那人只穿著一件白色的薄衣,胸口十分均勻的一起一伏,由於被蚊帳遮住了臉面,也看不清是誰。

巧雲叫了兩聲,見他沒回應,便拿著一盞煤油燈,輕手輕腳地向那張古樸的大床走去,心中顯得十分忐忑不定。

撥開蚊帳,一個光著腦袋的富態面容被煤油燈照成了橘黃色,此人竟是他們在西鎮救下的老和尚!

經過茅無極的一番精心診療,老和尚的氣色看起來明顯好多了,臉上的黑烏之氣也已經消匿不見,呼吸也變得平滑而均勻。

「砰!」一聲脆響忽然傳來,緊跟著刮來一股勁風,差點把煤油燈給吹滅了。巧雲嚇了大一跳,回頭一看,卻是寢房內的窗戶被風給吹開了,窗外的墨色黑幕裡隱約可以看到幾團青綠色的鬼火在半空中飄來飄去,巧雲一邊輕拍著胸脯,試圖平復自己緊張的心情,一邊重新將木窗給合上。

就在這時,一個黑影飛快地從她身後閃過,帶起了一股陰風直灌到了巧雲的脖子裡,她感覺頭皮一陣發酥,立馬回過頭去看,卻沒有發現任何東西,老和尚依然沉睡似地躺在床上,面色肅穆而和善,看起來倒向是一尊臥佛。

「一定是我眼花了。」巧雲在心中一遍一遍地安慰著自己,然而,當她再次來到老和尚床邊時,卻不禁倒抽了口涼氣,只見原本樸素整潔的床單上,竟然多出了一個血紅色的手掌印!

這個掌印奇大無比,五根指頭更是像筷子一樣長,巧雲將自己的手貼了上去,發現那掌印比她的要足足大了一倍多!那個掌印溼漉漉的,巧雲用指頭沾了一點滲液放到鼻尖一嗅,一股淡淡的腥味立時溢滿鼻腔,她感覺心一下子都抽緊了,這些是——血!

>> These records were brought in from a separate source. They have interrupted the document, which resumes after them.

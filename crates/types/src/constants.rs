//! Shared defaults and limits.

use crate::{Distribution, QueueDiscipline};

/// Maximum number of nodes allowed in a process model.
pub const MAX_NODES: usize = 50;

/// Maximum simulated duration (24 hours expressed in seconds).
pub const MAX_SIMULATION_DURATION: f64 = 86_400.0;

/// Utilization above this value flags a node as a bottleneck.
pub const BOTTLENECK_UTILIZATION_THRESHOLD: f64 = 0.85;

/// Average queue length above this value flags a node as a bottleneck.
pub const BOTTLENECK_QUEUE_THRESHOLD: f64 = 1.0;

/// At most this many bottlenecks are reported.
pub const MAX_REPORTED_BOTTLENECKS: usize = 3;

pub const DEFAULT_SEED: i64 = 42;
pub const DEFAULT_DURATION: f64 = 480.0;
pub const DEFAULT_WARMUP_PERIOD: f64 = 60.0;

pub const DEFAULT_INTER_ARRIVAL: Distribution = Distribution::Exponential { mean: 5.0 };
pub const DEFAULT_SERVICE_TIME: Distribution = Distribution::Exponential { mean: 4.0 };
pub const DEFAULT_RESOURCE_COUNT: u32 = 1;
pub const DEFAULT_PROCESS_NAME: &str = "Process";

/// Capacity 0 means the queue never rejects.
pub const DEFAULT_QUEUE_CAPACITY: usize = 0;
pub const DEFAULT_QUEUE_DISCIPLINE: QueueDiscipline = QueueDiscipline::Fifo;

/// Safety cap on events processed in one run.
pub const DEFAULT_MAX_EVENTS: u64 = 1_000_000;

/// Time series intervals over the measurement window.
pub const DEFAULT_TIME_SERIES_POINTS: usize = 100;

pub const DEFAULT_PROGRESS_INTERVAL_PERCENT: u8 = 10;
//! Sampling durations from [`Distribution`]s.
//!
//! Draw counts per family are fixed: `fixed` draws nothing, `normal` draws
//! two values and every other family draws exactly one. Changing a count
//! shifts the whole run's random stream.

use crate::rng::unit_f64;
use flowsim_types::Distribution;
use rand::RngCore;
use std::f64::consts::PI;

/// Sample a non-negative duration.
pub fn sample<R: RngCore + ?Sized>(dist: &Distribution, rng: &mut R) -> f64 {
    let value = match *dist {
        Distribution::Fixed { value } => value,

        // Inverse transform on 1 - U, which is never zero.
        Distribution::Exponential { mean } => -mean * (1.0 - unit_f64(rng)).ln(),

        // Box-Muller, cosine branch only.
        Distribution::Normal { mean, stddev } => {
            let u1 = unit_f64(rng);
            let u2 = unit_f64(rng);
            let z = (-2.0 * (1.0 - u1).ln()).sqrt() * (2.0 * PI * u2).cos();
            mean + stddev * z
        }

        Distribution::Uniform { min, max } => min + (max - min) * unit_f64(rng),

        Distribution::Triangular { min, mode, max } => {
            let u = unit_f64(rng);
            let fc = (mode - min) / (max - min);
            if u < fc {
                min + (u * (max - min) * (mode - min)).sqrt()
            } else {
                max - ((1.0 - u) * (max - min) * (max - mode)).sqrt()
            }
        }
    };

    value.max(0.0)
}

#[cfg(test)]
mod tests {
    use super::*;
    use crate::Mulberry32;

    const N: usize = 10_000;

    fn draw(dist: Distribution, seed: i64) -> Vec<f64> {
        let mut rng = Mulberry32::new(seed);
        (0..N).map(|_| sample(&dist, &mut rng)).collect()
    }

    fn mean(values: &[f64]) -> f64 {
        values.iter().sum::<f64>() / values.len() as f64
    }

    fn stddev(values: &[f64]) -> f64 {
        let m = mean(values);
        let var = values.iter().map(|v| (v - m).powi(2)).sum::<f64>() / values.len() as f64;
        var.sqrt()
    }

    #[test]
    fn test_fixed_returns_value_without_drawing() {
        let mut rng = Mulberry32::new(1);
        let untouched = rng.clone();
        assert_eq!(sample(&Distribution::Fixed { value: 5.0 }, &mut rng), 5.0);
        assert_eq!(rng, untouched);
    }

    #[test]
    fn test_draw_counts() {
        let one_draw = [
            Distribution::Exponential { mean: 1.0 },
            Distribution::Uniform { min: 0.0, max: 1.0 },
            Distribution::Triangular {
                min: 0.0,
                mode: 1.0,
                max: 2.0,
            },
        ];
        for dist in one_draw {
            let mut rng = Mulberry32::new(3);
            let mut expected = Mulberry32::new(3);
            sample(&dist, &mut rng);
            expected.next_u32();
            assert_eq!(rng, expected, "{} should draw once", dist.kind());
        }

        let mut rng = Mulberry32::new(3);
        let mut expected = Mulberry32::new(3);
        sample(&Distribution::Normal { mean: 0.0, stddev: 1.0 }, &mut rng);
        expected.next_u32();
        expected.next_u32();
        assert_eq!(rng, expected, "normal should draw twice");
    }

    #[test]
    fn test_exponential_mean() {
        let values = draw(Distribution::Exponential { mean: 10.0 }, 42);
        let m = mean(&values);
        assert!(m > 9.0 && m < 11.0, "mean was {}", m);
    }

    #[test]
    fn test_normal_mean_and_stddev() {
        let values = draw(
            Distribution::Normal {
                mean: 50.0,
                stddev: 5.0,
            },
            42,
        );
        let m = mean(&values);
        let sd = stddev(&values);
        assert!(m > 49.0 && m < 51.0, "mean was {}", m);
        assert!(sd > 4.5 && sd < 5.5, "stddev was {}", sd);
    }

    #[test]
    fn test_uniform_bounds_and_mean() {
        let values = draw(Distribution::Uniform { min: 2.0, max: 8.0 }, 42);
        assert!(values.iter().all(|v| (2.0..=8.0).contains(v)));
        let m = mean(&values);
        assert!(m > 4.5 && m < 5.5, "mean was {}", m);
    }

    #[test]
    fn test_triangular_bounds_and_mean() {
        let values = draw(
            Distribution::Triangular {
                min: 1.0,
                mode: 2.0,
                max: 6.0,
            },
            7,
        );
        assert!(values.iter().all(|v| (1.0..=6.0).contains(v)));
        let m = mean(&values);
        assert!(m > 2.8 && m < 3.2, "mean was {}", m);
    }

    #[test]
    fn test_values_clamped_to_zero() {
        let values = draw(
            Distribution::Normal {
                mean: 0.1,
                stddev: 5.0,
            },
            42,
        );
        assert!(values.iter().all(|&v| v >= 0.0));
        assert!(values.iter().any(|&v| v == 0.0));

        let mut rng = Mulberry32::new(1);
        assert_eq!(sample(&Distribution::Fixed { value: -3.0 }, &mut rng), 0.0);
    }
}
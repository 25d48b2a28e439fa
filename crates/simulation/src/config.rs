//! Engine tunables that are not part of the model.

use flowsim_types::constants::{
    DEFAULT_MAX_EVENTS, DEFAULT_PROGRESS_INTERVAL_PERCENT, DEFAULT_TIME_SERIES_POINTS,
};

/// Configuration for the engine itself.
///
/// None of these settings change what a completed run computes, only how
/// far it may go and how finely it is reported.
#[derive(Clone, Copy, Debug, PartialEq, Eq)]
pub struct EngineConfig {
    /// Events processed before the run is aborted as runaway.
    pub max_events: u64,

    /// Number of intervals in the time series. One more sample than this is
    /// taken so that both window ends are included.
    pub time_series_points: usize,

    /// Progress is reported each time simulated time crosses another
    /// multiple of this percentage.
    pub progress_interval_percent: u8,
}

impl EngineConfig {
    /// Create a configuration with default values.
    pub fn new() -> Self {
        Self {
            max_events: DEFAULT_MAX_EVENTS,
            time_series_points: DEFAULT_TIME_SERIES_POINTS,
            progress_interval_percent: DEFAULT_PROGRESS_INTERVAL_PERCENT,
        }
    }

    /// Set the safety cap on processed events.
    pub fn with_max_events(mut self, max_events: u64) -> Self {
        self.max_events = max_events;
        self
    }

    /// Set the number of time series intervals. Zero is treated as one.
    pub fn with_time_series_points(mut self, points: usize) -> Self {
        self.time_series_points = points.max(1);
        self
    }

    /// Set the progress reporting granularity, clamped to `1..=100`.
    pub fn with_progress_interval_percent(mut self, percent: u8) -> Self {
        self.progress_interval_percent = percent.clamp(1, 100);
        self
    }
}

impl Default for EngineConfig {
    fn default() -> Self {
        Self::new()
    }
}

#[cfg(test)]
mod tests {
    use super::*;

    #[test]
    fn test_defaults() {
        let config = EngineConfig::default();
        assert_eq!(config.max_events, 1_000_000);
        assert_eq!(config.time_series_points, 100);
        assert_eq!(config.progress_interval_percent, 10);
    }

    #[test]
    fn test_builders_clamp() {
        let config = EngineConfig::new()
            .with_max_events(50)
            .with_time_series_points(0)
            .with_progress_interval_percent(0);
        assert_eq!(config.max_events, 50);
        assert_eq!(config.time_series_points, 1);
        assert_eq!(config.progress_interval_percent, 1);

        let config = EngineConfig::new().with_progress_interval_percent(250);
        assert_eq!(config.progress_interval_percent, 100);
    }
}
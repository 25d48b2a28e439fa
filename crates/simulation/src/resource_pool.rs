//! A fixed pool of identical resources with busy-time accounting.

/// Tracks `total` interchangeable resources and integrates busy
/// resource-time for utilization.
///
/// Busy time is flushed exactly once per state change, for the busy level
/// held since the previous change.
#[derive(Debug, Clone)]
pub struct ResourcePool {
    total: u32,
    busy: u32,
    /// Sum over time of the busy count.
    cumulative_busy_time: f64,
    /// Time of the last busy-count change.
    last_change_time: f64,
}

impl ResourcePool {
    pub fn new(total: u32) -> Self {
        Self {
            total,
            busy: 0,
            cumulative_busy_time: 0.0,
            last_change_time: 0.0,
        }
    }

    /// Take one resource. Returns false if all are busy.
    pub fn acquire(&mut self, now: f64) -> bool {
        if self.busy >= self.total {
            return false;
        }
        self.flush(now);
        self.busy += 1;
        true
    }

    /// Return one resource. A release with nothing busy is ignored.
    pub fn release(&mut self, now: f64) {
        if self.busy == 0 {
            return;
        }
        self.flush(now);
        self.busy -= 1;
    }

    pub fn available(&self) -> u32 {
        self.total - self.busy
    }

    pub fn busy(&self) -> u32 {
        self.busy
    }

    /// Busy fraction over `[0, total_time]`, including the level still held
    /// since the last change. Zero when `total_time <= 0`.
    pub fn utilization(&self, total_time: f64) -> f64 {
        if total_time <= 0.0 || self.total == 0 {
            return 0.0;
        }
        let tail = (total_time - self.last_change_time).max(0.0);
        let busy_time = self.cumulative_busy_time + self.busy as f64 * tail;
        (busy_time / (self.total as f64 * total_time)).clamp(0.0, 1.0)
    }

    fn flush(&mut self, now: f64) {
        let dt = now - self.last_change_time;
        if dt > 0.0 {
            self.cumulative_busy_time += self.busy as f64 * dt;
            self.last_change_time = now;
        }
    }
}
//! Probability distributions for inter-arrival and service times.

use serde::{Deserialize, Serialize};

/// A distribution of non-negative durations.
///
/// Serialized with a `type` tag, e.g. `{"type": "exponential", "mean": 5}`.
#[derive(Debug, Clone, Copy, PartialEq, Serialize, Deserialize)]
#[serde(tag = "type", rename_all = "lowercase")]
pub enum Distribution {
    /// Always the same value.
    Fixed { value: f64 },

    /// Exponential with the given mean (not rate).
    Exponential { mean: f64 },

    /// Gaussian with mean and standard deviation.
    Normal { mean: f64, stddev: f64 },

    /// Continuous uniform on `[min, max)`.
    Uniform { min: f64, max: f64 },

    /// Triangular with lower bound, mode and upper bound.
    Triangular { min: f64, mode: f64, max: f64 },
}

impl Distribution {
    /// Short lower-case name of the distribution family.
    pub fn kind(&self) -> &'static str {
        match self {
            Distribution::Fixed { .. } => "fixed",
            Distribution::Exponential { .. } => "exponential",
            Distribution::Normal { .. } => "normal",
            Distribution::Uniform { .. } => "uniform",
            Distribution::Triangular { .. } => "triangular",
        }
    }

    /// Expected value before clamping to zero.
    pub fn mean(&self) -> f64 {
        match *self {
            Distribution::Fixed { value } => value,
            Distribution::Exponential { mean } => mean,
            Distribution::Normal { mean, .. } => mean,
            Distribution::Uniform { min, max } => (min + max) / 2.0,
            Distribution::Triangular { min, mode, max } => (min + mode + max) / 3.0,
        }
    }
}
//! Configuration types for the simulator.

use flowsim_simulation::EngineConfig;
use flowsim_types::{SimConfigOverrides, TimeUnit};

/// Configuration applied to every model the simulator runs.
#[derive(Clone, Copy, Debug, Default, PartialEq)]
pub struct SimulatorConfig {
    /// Run settings merged over each model's own config.
    pub overrides: SimConfigOverrides,

    /// Engine tunables.
    pub engine: EngineConfig,

    /// Log progress while running.
    pub log_progress: bool,
}

impl SimulatorConfig {
    /// Create a configuration that runs models as they are.
    pub fn new() -> Self {
        Self::default()
    }

    /// Set the random seed.
    pub fn with_seed(mut self, seed: i64) -> Self {
        self.overrides.seed = Some(seed);
        self
    }

    /// Set the simulation horizon.
    pub fn with_duration(mut self, duration: f64) -> Self {
        self.overrides.duration = Some(duration);
        self
    }

    /// Set the warmup period.
    pub fn with_warmup_period(mut self, warmup_period: f64) -> Self {
        self.overrides.warmup_period = Some(warmup_period);
        self
    }

    /// Set the time unit label.
    pub fn with_time_unit(mut self, time_unit: TimeUnit) -> Self {
        self.overrides.time_unit = Some(time_unit);
        self
    }

    /// Replace all overrides at once.
    pub fn with_overrides(mut self, overrides: SimConfigOverrides) -> Self {
        self.overrides = overrides;
        self
    }

    /// Set the engine configuration.
    pub fn with_engine(mut self, engine: EngineConfig) -> Self {
        self.engine = engine;
        self
    }

    /// Enable or disable progress logging.
    pub fn with_progress_logging(mut self, enabled: bool) -> Self {
        self.log_progress = enabled;
        self
    }
}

雖然有三盞煤油燈照明,但整間房子裡還是顯得十分昏暗,可視度極低,巧雲坐在床頭,緊張地在屋子裡來回掃視著,心中怦怦亂跳,在這樣令人窒息的環境下,什麼都變得可疑了起來,哪怕只是一聲細若蚊蟻的響聲,都足以讓她驚懼好一陣,黑暗中,那些大大小小的木頭櫃子也彷彿幻化成了人形的魔鬼,紛紛張牙舞爪地向她撲來。

大廳外仍不住有屍鴉啄擊著木門,巧雲說什麼也不敢再出去了,這時候,她像想到了什麼似的,一骨碌站起身來,趕緊去關上了寢房的雕花房門。

又是一陣冰冷的陰風吹過,擱在床尾的煤油燈竟然掉在了地上,啪嗒一聲碎成了一攤爛玻璃渣,空氣中頓時溢滿了濃濃的煤油味。

「誰!誰在那!」巧雲鼓起勇氣大喝了一聲,房間裡依然是一片死氣沉沉的平寂,只能偶爾聽到老和尚有節奏的呼吸聲,她這一聲喊倒不是真希望有誰來回應,只是為了給自己壯壯膽。

巧雲此刻已是緊張到了極點,若是平日裡讓她直面那些牛鬼蛇神,倒也沒這般恐懼,反倒是這些潛藏在黑暗之中的未知事物讓她頭皮發麻。如果說黑暗是恐懼之源的話,那未知之物便是黑暗中的一方藏汙納垢的死角,是永遠也擺脫不掉的夢魘。